Came across this phrase when I was reading this book last month and this phrase is stayed at the back of my mind after all these time. Although one month isn’t a long period of time for memory retrieval, it is considerably long for me. I have read countless books; when I first started reading, I could still remember each story plot and characters very well, and possibly 2 years down the road, the library of books grew so much that I can barely remember book or plot that leaves no lasting impression.
At one point of time, I thought my memory is failing me but how could it be? I’m not old. So I figured out that’s the brain’s way of being efficient – by discarding information that it deemed as boring and useless, and chucking those that might be of use somewhere in the many storage rooms of the conscious mind so that one day, you might vaguely remember such information when you comb through your mind for any possible decision making.
This phrase literally translates to ” everyone can insult you, but you cannot insult yourself“. I thought it was brillant. Yes, I have heard something along the line of “everybody is unique in their own way” … ” you have to love and respect yourself first before loving others” … “treasure yourself” … “those people who insulted you are just jealous” . But no one blatantly point it out in such a concise sentence, that you shouldn’t insult yourself when all else does. I silently played this phrase in my head, breaking up the phrase into separate entity of words, and I was amazed.
The author was right in this matter. People can insult you, they can look down on you for whatever reasons they have. They could be jealous (we love to use this as an excuse to cover up whatever insufficiency we have), it might that you are really wrong in the matter, or you have certain undesirable traits that makes you unpleasant to people.Countless reasons out there for people to dislike you and attack you verbally. Sometimes you don’t even need a reason, just the sight or thought of someone, just make you itch uncomfortably.
No matter how people sneer or mock at you, you should never insult yourself. Sometimes what they said might be true, and you know it. The next thing you might do is to critisize and look down on yourself. Critisizing yourself can be a good favour that you are doing to yourself, because you recognised that you are insufficient in whatever niche that you are venturing in or just insufficient as a whole and accept it. Recognising your own faults and insufficiency does not feel good even in the very least, you might even feel your cheeks go hot in embarassment, as if someone have slapped you hard in the face, just that nobody slapped you, but the cold hard fact mercilessly slammed right into your face.
This is a big step forward that you should give yourself some credit for, it takes a hella of courage to do this and look at it with a 3rd person perspective and try to improve yourself. It is going against the self-protective mechanism that is embedded in us, to protect your self esteem. If you let that self-protection shield you from the harm and embarrassement that you ought to face, you would be happy in your own little bubble that covers only 3 metres in radius around you and not improve and see the world in its greatness. Only by recognising and accepting your own faults can you start improving yourself and achieve a deeper depth of understanding of the things around you.

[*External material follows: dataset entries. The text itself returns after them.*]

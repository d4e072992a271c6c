use uuid::{Uuid, Variant};

use super::dto::{
    Container, OutputFormat, RawSynthesisRequest, RawVoice, Speed, SynthesisRequest, VoiceSelector,
};
use super::error::TtsServiceError;
use super::language::LanguageCode;

pub const DEFAULT_MODEL_ID: &str = "sonic-2";
pub const DEFAULT_LANGUAGE: LanguageCode = LanguageCode::Russian;
pub const DEFAULT_SPEED: Speed = Speed::Normal;
pub const DEFAULT_CONTAINER: Container = Container::Mp3;
pub const DEFAULT_SAMPLE_RATE: u32 = 44_100;
pub const DEFAULT_MP3_BIT_RATE: u32 = 128_000;

/// Hyphenated RFC 4122 UUID, versions 1 through 5.
pub fn is_valid_voice_id(id: &str) -> bool {
    if id.len() != 36 {
        return false;
    }
    match Uuid::parse_str(id) {
        Ok(uuid) => {
            matches!(uuid.get_version_num(), 1..=5) && uuid.get_variant() == Variant::RFC4122
        }
        Err(_) => false,
    }
}

fn non_empty(value: Option<String>) -> Option<String> {
    value.filter(|v| !v.is_empty())
}

impl SynthesisRequest {
    /// Apply defaults to a caller payload, then validate it. Every violation
    /// is reported at once, joined with "; ".
    pub fn from_raw(raw: RawSynthesisRequest) -> Result<Self, TtsServiceError> {
        let mut errors: Vec<String> = Vec::new();

        let transcript = match raw.transcript {
            None => {
                errors.push("transcript is required and must be a string".to_string());
                String::new()
            }
            Some(t) if t.trim().is_empty() => {
                errors.push("transcript cannot be empty".to_string());
                String::new()
            }
            Some(t) => t.trim().to_string(),
        };

        let voice = match raw.voice {
            Some(RawVoice {
                mode: Some(mode),
                id: Some(id),
            }) if !mode.is_empty() && !id.is_empty() => {
                if mode != "id" {
                    errors.push("voice.mode must be \"id\"".to_string());
                }
                if !is_valid_voice_id(&id) {
                    errors.push("voice.id must be a valid UUID".to_string());
                }
                Some(VoiceSelector { mode, id })
            }
            _ => {
                errors.push("voice.id and voice.mode are required".to_string());
                None
            }
        };

        let language = match non_empty(raw.language) {
            None => Some(DEFAULT_LANGUAGE),
            Some(code) => LanguageCode::from_code(&code).or_else(|| {
                errors.push(format!(
                    "language must be one of: {}",
                    LanguageCode::supported_codes()
                ));
                None
            }),
        };

        let speed = match non_empty(raw.speed) {
            None => Some(DEFAULT_SPEED),
            Some(name) => Speed::from_name(&name).or_else(|| {
                errors.push("speed must be one of: slow, normal, fast".to_string());
                None
            }),
        };

        let raw_format = raw.output_format.unwrap_or_default();
        let container = match non_empty(raw_format.container) {
            None => Some(DEFAULT_CONTAINER),
            Some(name) => Container::from_name(&name).or_else(|| {
                errors.push("output_format.container must be one of: mp3, wav, raw".to_string());
                None
            }),
        };

        let bit_rate = match (container, raw_format.bit_rate.filter(|rate| *rate > 0)) {
            (Some(Container::Mp3), None) => Some(DEFAULT_MP3_BIT_RATE),
            (_, given) => given,
        };
        let sample_rate = raw_format
            .sample_rate
            .filter(|rate| *rate > 0)
            .unwrap_or(DEFAULT_SAMPLE_RATE);

        match (voice, language, speed, container) {
            (Some(voice), Some(language), Some(speed), Some(container)) if errors.is_empty() => {
                let request = SynthesisRequest {
                    model_id: non_empty(raw.model_id)
                        .unwrap_or_else(|| DEFAULT_MODEL_ID.to_string()),
                    transcript,
                    voice,
                    output_format: OutputFormat {
                        container,
                        bit_rate,
                        sample_rate,
                    },
                    language,
                    speed,
                    save: raw.save.unwrap_or(true),
                    pronunciation_dict_ids: raw.pronunciation_dict_ids,
                };
                request.validate()?;
                Ok(request)
            }
            _ => Err(TtsServiceError::Invalid(errors.join("; "))),
        }
    }

    /// Invariants checked right before the provider is called.
    pub fn validate(&self) -> Result<(), TtsServiceError> {
        let mut errors: Vec<&str> = Vec::new();

        if self.transcript.trim().is_empty() {
            errors.push("transcript cannot be empty");
        }
        if self.voice.mode != "id" {
            errors.push("voice.mode must be \"id\"");
        }
        if !is_valid_voice_id(&self.voice.id) {
            errors.push("voice.id must be a valid UUID");
        }
        if self.output_format.container == Container::Mp3 && self.output_format.bit_rate.is_none()
        {
            errors.push("output_format.bit_rate is required for mp3 format");
        }
        if self.output_format.sample_rate == 0 {
            errors.push("output_format.sample_rate is required and must be a number");
        }

        if errors.is_empty() {
            Ok(())
        } else {
            Err(TtsServiceError::Invalid(errors.join("; ")))
        }
    }
}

By critisizing I do not mean self insult, critisizing is self improvement while self insult is self degradation where you wallow in your self pity and sinking deeper and deeper into the depths of a bottomless dark pit. All of us have faults, period. There is nothing wrong about that, we are humans, we learn from mistakes. We all have our little moments of depression and helplessness. Wallowing in self pity isn’t going to help, it is just going to make you feel worse and lose hope, and you see everything in the negative light despite the vibrancy of life.
If you insult yourself, why can’t others insult you? Because you see yourself worthy only of insults and nothing else. If you insult yourself, you have nothing left, you put yourself as low as dirt and you cannot blame others for putting you down. Others can insult you, because they don’t know you well enough, because they aren’t as outstanding as you, for whatever reasons, they don’t matter, because they are not you. They are other individuals that you have no control over, they are other people. You don’t need their approval and acceptance (as much as that contrary to our innate belief configured into us since young), you are only accountable to yourself, you only need your own approval and acceptance. That may sound anti-social, but before being social, you have to learn to be in acceptance and in harmony with yourself. I said that you have no control over others, but they also have no control over you, in all technical terms. People come and go, the only person that stick with you is yourself, so rather than seeking others’ acceptance, seek out yours first. Then, you would have the ability to seek out others’ acceptance.
Even if people insult you because you have no capability, there isn’t anything to worry about. Nobody is born with capability, everyone have to learn how to do things when they are young and then slowly acquire whatever niche they have. If you have no capability, you can always learn. You don’t have it now, doesn’t mean you won’t have it in the future.You must believe that you can do it, and you will. Lack of capability isn’t going to justify self insult, and if you give in to self insult, then it will just be a vicious cycle and nothing good would come out of it.